INSTRUCTIONS TO FOLLOW -> From the entries below, return exactly the lines beginning at the one that contains "out.push('\\');" and ending at the one that contains "#Sat Oct 19", both of them included, and only those lines.

*** Opening DATASET EXTRACT ***

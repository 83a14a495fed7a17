//! 索引文件使用的 `key=value` 文本格式
//!
//! 与 `java.util.Properties` 的 `store`/`load` 兼容：注释行以 `#` 或 `!` 开头，
//! 键和值之间以第一个未转义的 `=`、`:` 或空白分隔，行尾的 `\` 表示续行，
//! 非 ASCII 字符写为 `\uXXXX`。

use crate::core::error::{DownloadError, DownloadResult};

/// 解析出的一条记录，或者一行无法解析的错误
pub type Entry = DownloadResult<(String, String)>;

fn is_blank(c: char) -> bool {
    matches!(c, ' ' | '\t' | '\x0c')
}

/// 行尾是否有奇数个反斜杠
fn has_continuation(line: &str) -> bool {
    line.chars().rev().take_while(|c| *c == '\\').count() % 2 == 1
}

fn corruption(source: &str, line: usize, reason: impl Into<String>) -> DownloadError {
    DownloadError::IndexCorruption {
        file: source.to_string(),
        line,
        reason: reason.into(),
    }
}

/// 解析全部内容，返回 (起始行号, 记录)。坏行以 `Err` 形式保留，由调用方决定如何处理
pub fn parse(source: &str, content: &str) -> Vec<(usize, Entry)> {
    let mut entries = Vec::new();
    let mut lines = content.lines().enumerate();

    while let Some((index, raw)) = lines.next() {
        let line_no = index + 1;
        let first = raw.trim_start_matches(is_blank);
        if first.is_empty() || first.starts_with('#') || first.starts_with('!') {
            continue;
        }

        let mut logical = String::from(first);
        while has_continuation(&logical) {
            logical.pop();
            match lines.next() {
                Some((_, next)) => logical.push_str(next.trim_start_matches(is_blank)),
                None => break,
            }
        }

        entries.push((line_no, parse_logical_line(source, line_no, &logical)));
    }

    entries
}

fn parse_logical_line(source: &str, line_no: usize, line: &str) -> Entry {
    let chars: Vec<char> = line.chars().collect();
    let mut key_end = None;
    let mut value_start = chars.len();
    let mut i = 0;

    while i < chars.len() {
        let c = chars[i];
        if c == '\\' {
            i += 2;
            continue;
        }
        if c == '=' || c == ':' {
            key_end = Some(i);
            value_start = i + 1;
            break;
        }
        if is_blank(c) {
            key_end = Some(i);
            let mut j = i;
            while j < chars.len() && is_blank(chars[j]) {
                j += 1;
            }
            if j < chars.len() && (chars[j] == '=' || chars[j] == ':') {
                j += 1;
            }
            value_start = j;
            break;
        }
        i += 1;
    }

    let key_end = key_end.ok_or_else(|| corruption(source, line_no, "缺少分隔符"))?;
    while value_start < chars.len() && is_blank(chars[value_start]) {
        value_start += 1;
    }

    let key: String = chars[..key_end].iter().collect();
    let value: String = chars[value_start..].iter().collect();
    let key = unescape(&key).map_err(|reason| corruption(source, line_no, reason))?;
    let value = unescape(&value).map_err(|reason| corruption(source, line_no, reason))?;
    if key.is_empty() {
        return Err(corruption(source, line_no, "键为空"));
    }
    Ok((key, value))
}

fn unescape(input: &str) -> Result<String, String> {
    let mut out = String::with_capacity(input.len());
    let mut chars = input.chars();
    let mut high_surrogate: Option<u16> = None;

    while let Some(c) = chars.next() {
        if c != '\\' {
            if high_surrogate.is_some() {
                return Err("孤立的代理字符".to_string());
            }
            out.push(c);
            continue;
        }

        let escaped = match chars.next() {
            Some(e) => e,
            None => break,
        };
        if escaped == 'u' {
            let hex: String = chars.by_ref().take(4).collect();
            let unit = u16::from_str_radix(&hex, 16)
                .ok()
                .filter(|_| hex.len() == 4)
                .ok_or_else(|| format!("无效的 \\u 转义: \\u{}", hex))?;
            match (high_surrogate.take(), unit) {
                (None, 0xD800..=0xDBFF) => high_surrogate = Some(unit),
                (Some(high), 0xDC00..=0xDFFF) => {
                    let decoded = char::decode_utf16([high, unit])
                        .next()
                        .and_then(|r| r.ok())
                        .ok_or_else(|| "无效的代理对".to_string())?;
                    out.push(decoded);
                }
                (None, _) => match char::from_u32(unit as u32) {
                    Some(decoded) => out.push(decoded),
                    None => return Err("孤立的代理字符".to_string()),
                },
                (Some(_), _) => return Err("孤立的代理字符".to_string()),
            }
            continue;
        }

        if high_surrogate.is_some() {
            return Err("孤立的代理字符".to_string());
        }
        out.push(match escaped {
            't' => '\t',
            'n' => '\n',
            'r' => '\r',
            'f' => '\x0c',
            other => other,
        });
    }

    if high_surrogate.is_some() {
        return Err("孤立的代理字符".to_string());
    }
    Ok(out)
}

/// 转义键或值。键中的所有空格都需要转义，值只转义开头的空格
pub fn escape(input: &str, is_key: bool) -> String {
    let mut out = String::with_capacity(input.len() + 8);
    for (i, c) in input.chars().enumerate() {
        match c {
            ' ' if is_key || i == 0 => out.push_str("\\ "),
            '\\' => out.push_str("\\\\"),
            '\t' => out.push_str("\\t"),
            '\n' => out.push_str("\\n"),
            '\r' => out.push_str("\\r"),
            '\x0c' => out.push_str("\\f"),
            '=' | ':' | '#' | '!' => {
                out.push('\\');
                out.push(c);
            }
            c if (c as u32) < 0x20 || (c as u32) > 0x7e => {
                let mut units = [0u16; 2];
                for unit in c.encode_utf16(&mut units) {
                    out.push_str(&format!("\\u{:04X}", unit));
                }
            }
            c => out.push(c),
        }
    }
    out
}

/// 生成文件内容：注释头、时间戳，然后是按键排序的记录
pub fn render<I, K, V>(entries: I, header: &str) -> String
where
    I: IntoIterator<Item = (K, V)>,
    K: AsRef<str>,
    V: AsRef<str>,
{
    let mut sorted: Vec<(String, String)> = entries
        .into_iter()
        .map(|(k, v)| (escape(k.as_ref(), true), escape(v.as_ref(), false)))
        .collect();
    sorted.sort();

    let mut out = String::new();
    out.push('#');
    out.push_str(header);
    out.push('\n');
    out.push('#');
    out.push_str(&chrono::Local::now().format("%a %b %d %H:%M:%S %Z %Y").to_string());
    out.push('\n');
    for (key, value) in sorted {
        out.push_str(&key);
        out.push('=');
        out.push_str(&value);
        out.push('\n');
    }
    out
}

#[cfg(test)]
mod tests {
    use super::*;

    fn ok_entries(content: &str) -> Vec<(String, String)> {
        parse("test.txt", content)
            .into_iter()
            .map(|(_, e)| e.unwrap())
            .collect()
    }

    #[test]
    fn test_parse_java_written_file() {
        let content = "#Changed at\n\
                       #Sat Oct 19 12:00:00 CEST 2026\n\
                       https\\://example.com/a.bin=47DEQpj8HBSa-_TImW-5JCeuQeRkm5NMpJWZG3hSuFU\\=\n";
        let entries = ok_entries(content);
        assert_eq!(entries.len(), 1);
        assert_eq!(entries[0].0, "https://example.com/a.bin");
        assert_eq!(entries[0].1, "47DEQpj8HBSa-_TImW-5JCeuQeRkm5NMpJWZG3hSuFU=");
    }

    #[test]
    fn test_parse_separators_and_comments() {
        let content = "! bang comment\n\
                       \n\
                       a=1\n\
                       b : 2\n\
                       c 3\n\
                       d=x=y\n";
        let entries = ok_entries(content);
        assert_eq!(
            entries,
            vec![
                ("a".to_string(), "1".to_string()),
                ("b".to_string(), "2".to_string()),
                ("c".to_string(), "3".to_string()),
                ("d".to_string(), "x=y".to_string()),
            ]
        );
    }

    #[test]
    fn test_parse_continuation_and_unicode() {
        let content = "name=hello \\\n    world\nzh=\\u4E2D\\u6587\nemoji=\\uD83D\\uDE00\n";
        let entries = ok_entries(content);
        assert_eq!(entries[0].1, "hello world");
        assert_eq!(entries[1].1, "中文");
        assert_eq!(entries[2].1, "😀");
    }

    #[test]
    fn test_malformed_lines_reported_with_line_number() {
        let content = "good=1\nnoseparator\nbad=\\u12G4\n=empty\n";
        let entries = parse("idx.txt", content);
        assert_eq!(entries.len(), 4);
        assert_eq!(entries[2].0, 3);
        let entries: Vec<Entry> = entries.into_iter().map(|(_, e)| e).collect();
        assert!(entries[0].is_ok());
        match &entries[1] {
            Err(DownloadError::IndexCorruption { file, line, .. }) => {
                assert_eq!(file, "idx.txt");
                assert_eq!(*line, 2);
            }
            other => panic!("unexpected: {:?}", other),
        }
        assert!(matches!(entries[2], Err(DownloadError::IndexCorruption { line: 3, .. })));
        assert!(matches!(entries[3], Err(DownloadError::IndexCorruption { line: 4, .. })));
    }

    #[test]
    fn test_escape_special_characters() {
        assert_eq!(escape("http://a/b#c", true), "http\\://a/b\\#c");
        assert_eq!(escape("a b", true), "a\\ b");
        assert_eq!(escape(" a b", false), "\\ a b");
        assert_eq!(escape("x=y!", false), "x\\=y\\!");
        assert_eq!(escape("中", false), "\\u4E2D");
        assert_eq!(escape("\t\n", false), "\\t\\n");
    }

    #[test]
    fn test_render_sorted_and_parsable() {
        let entries = vec![
            ("http://z/1", "hash z"),
            ("http://a/2", " lead"),
            ("http://m/文件", "名字.bin"),
        ];
        let content = render(entries.clone(), "Changed at");
        let mut lines = content.lines();
        assert_eq!(lines.next(), Some("#Changed at"));
        assert!(lines.next().unwrap().starts_with('#'));
        assert!(lines.next().unwrap().starts_with("http\\://a/2="));

        let parsed = ok_entries(&content);
        let mut expected: Vec<(String, String)> = entries
            .into_iter()
            .map(|(k, v)| (k.to_string(), v.to_string()))
            .collect();
        expected.sort();
        assert_eq!(parsed, expected);
    }
}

*** Closing DATASET EXTRACT ***

OUTPUT ->
                out.push('\\');
                out.push(c);
            }
            c if (c as u32) < 0x20 || (c as u32) > 0x7e => {
                let mut units = [0u16; 2];
                for unit in c.encode_utf16(&mut units) {
                    out.push_str(&format!("\\u{:04X}", unit));
                }
            }
            c => out.push(c),
        }
    }
    out
}

/// 生成文件内容：注释头、时间戳，然后是按键排序的记录
pub fn render<I, K, V>(entries: I, header: &str) -> String
where
    I: IntoIterator<Item = (K, V)>,
    K: AsRef<str>,
    V: AsRef<str>,
{
    let mut sorted: Vec<(String, String)> = entries
        .into_iter()
        .map(|(k, v)| (escape(k.as_ref(), true), escape(v.as_ref(), false)))
        .collect();
    sorted.sort();

    let mut out = String::new();
    out.push('#');
    out.push_str(header);
    out.push('\n');
    out.push('#');
    out.push_str(&chrono::Local::now().format("%a %b %d %H:%M:%S %Z %Y").to_string());
    out.push('\n');
    for (key, value) in sorted {
        out.push_str(&key);
        out.push('=');
        out.push_str(&value);
        out.push('\n');
    }
    out
}

#[cfg(test)]
mod tests {
    use super::*;

    fn ok_entries(content: &str) -> Vec<(String, String)> {
        parse("test.txt", content)
            .into_iter()
            .map(|(_, e)| e.unwrap())
            .collect()
    }

    #[test]
    fn test_parse_java_written_file() {
        let content = "#Changed at\n\
                       #Sat Oct 19 12:00:00 CEST 2026\n\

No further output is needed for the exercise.